## Task statement
Gather every line below where "cascade" appears.

[Saved entries]
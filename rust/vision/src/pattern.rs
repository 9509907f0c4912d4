// This Source Code Form is subject to the terms of the Mozilla Public
// License, v. 2.0. If a copy of the MPL was not distributed with this
// file, You can obtain one at https://mozilla.org/MPL/2.0/.

//! Fill pattern classification of legend crops
//!
//! The classifier is an ordered rule cascade over three measurements of the
//! crop: grayscale variance, Canny edge density and the orientation mix of
//! short Hough segments. Rules are evaluated top to bottom and the first
//! match wins, so the statistical fallback can still report `Hatched` after
//! the line-count rule declined.

use image::{GrayImage, RgbImage};

use crate::image_ops::{canny_edges, rgb_to_grayscale};
use crate::line_ops::{detect_lines, LineSegment};
use crate::types::FillPattern;

/// Crops smaller than this on either side are reported as solid
pub const MIN_CROP_SIDE: u32 = 10;

pub const CANNY_LOW: f32 = 20.0;
pub const CANNY_HIGH: f32 = 80.0;

pub const HOUGH_THRESHOLD: u32 = 10;
pub const MIN_SEGMENT_LENGTH: f64 = 8.0;
pub const MAX_SEGMENT_GAP: f64 = 3.0;

/// Segments needed for any orientation rule to fire
pub const MIN_ORIENTED_SEGMENTS: usize = 3;

pub const HATCH_VARIANCE: f64 = 200.0;
pub const HATCH_EDGE_DENSITY: f64 = 0.05;
pub const SOLID_VARIANCE: f64 = 100.0;
pub const DOTTED_EDGE_DENSITY: f64 = 0.15;

/// Orientation bucket of a segment
#[derive(Debug, Clone, Copy, PartialEq, Eq)]
pub enum Orientation {
    Diagonal,
    Horizontal,
    Vertical,
    Other,
}

impl Orientation {
    /// Bucket an absolute angle in degrees, [0, 180]
    pub fn from_degrees(angle: f64) -> Self {
        if (30.0..=60.0).contains(&angle) || (120.0..=150.0).contains(&angle) {
            Orientation::Diagonal
        } else if angle < 20.0 || angle > 160.0 {
            Orientation::Horizontal
        } else if (70.0..=110.0).contains(&angle) {
            Orientation::Vertical
        } else {
            Orientation::Other
        }
    }
}

/// Measurements the rule cascade decides on
#[derive(Debug, Clone, Copy, Default, PartialEq)]
pub struct PatternFeatures {
    pub variance: f64,
    pub edge_density: f64,
    pub segments: usize,
    pub diagonal: usize,
    pub horizontal: usize,
    pub vertical: usize,
}

impl PatternFeatures {
    pub fn measure(crop: &RgbImage) -> Self {
        let gray = rgb_to_grayscale(crop);
        let edges = canny_edges(&gray, CANNY_LOW, CANNY_HIGH);
        let lines = detect_lines(&edges, HOUGH_THRESHOLD, MIN_SEGMENT_LENGTH, MAX_SEGMENT_GAP);

        let mut features = PatternFeatures {
            variance: variance(&gray),
            edge_density: edge_density(&edges),
            ..Default::default()
        };
        features.count_orientations(&lines);
        features
    }

    fn count_orientations(&mut self, lines: &[LineSegment]) {
        self.segments = lines.len();
        for line in lines {
            match Orientation::from_degrees(line.angle_degrees()) {
                Orientation::Diagonal => self.diagonal += 1,
                Orientation::Horizontal => self.horizontal += 1,
                Orientation::Vertical => self.vertical += 1,
                Orientation::Other => {}
            }
        }
    }

    /// Run the rule cascade
    pub fn decide(&self) -> FillPattern {
        if self.segments >= MIN_ORIENTED_SEGMENTS && self.diagonal >= MIN_ORIENTED_SEGMENTS {
            return FillPattern::Hatched;
        }
        if self.horizontal >= MIN_ORIENTED_SEGMENTS || self.vertical >= MIN_ORIENTED_SEGMENTS {
            return FillPattern::Striped;
        }

        if self.variance > HATCH_VARIANCE && self.edge_density > HATCH_EDGE_DENSITY {
            FillPattern::Hatched
        } else if self.variance < SOLID_VARIANCE {
            FillPattern::Solid
        } else if self.edge_density > DOTTED_EDGE_DENSITY {
            FillPattern::Dotted
        } else {
            FillPattern::Patterned
        }
    }
}

/// Classify the fill pattern of a region crop
pub fn classify(crop: &RgbImage) -> FillPattern {
    if crop.width() < MIN_CROP_SIDE || crop.height() < MIN_CROP_SIDE {
        return FillPattern::Solid;
    }

    let features = PatternFeatures::measure(crop);
    let pattern = features.decide();
    tracing::trace!(
        variance = features.variance,
        edge_density = features.edge_density,
        segments = features.segments,
        diagonal = features.diagonal,
        horizontal = features.horizontal,
        vertical = features.vertical,
        %pattern,
        "classified fill pattern"
    );
    pattern
}

/// Population variance of the gray levels
fn variance(gray: &GrayImage) -> f64 {
    let n = (gray.width() * gray.height()) as f64;
    if n == 0.0 {
        return 0.0;
    }
    let mean = gray.pixels().map(|p| p.0[0] as f64).sum::<f64>() / n;
    gray.pixels()
        .map(|p| {
            let d = p.0[0] as f64 - mean;
            d * d
        })
        .sum::<f64>()
        / n
}

fn edge_density(edges: &GrayImage) -> f64 {
    let n = (edges.width() * edges.height()) as f64;
    if n == 0.0 {
        return 0.0;
    }
    edges.pixels().filter(|p| p.0[0] > 0).count() as f64 / n
}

## Result
//! The classifier is an ordered rule cascade over three measurements of the
/// Measurements the rule cascade decides on
    /// Run the rule cascade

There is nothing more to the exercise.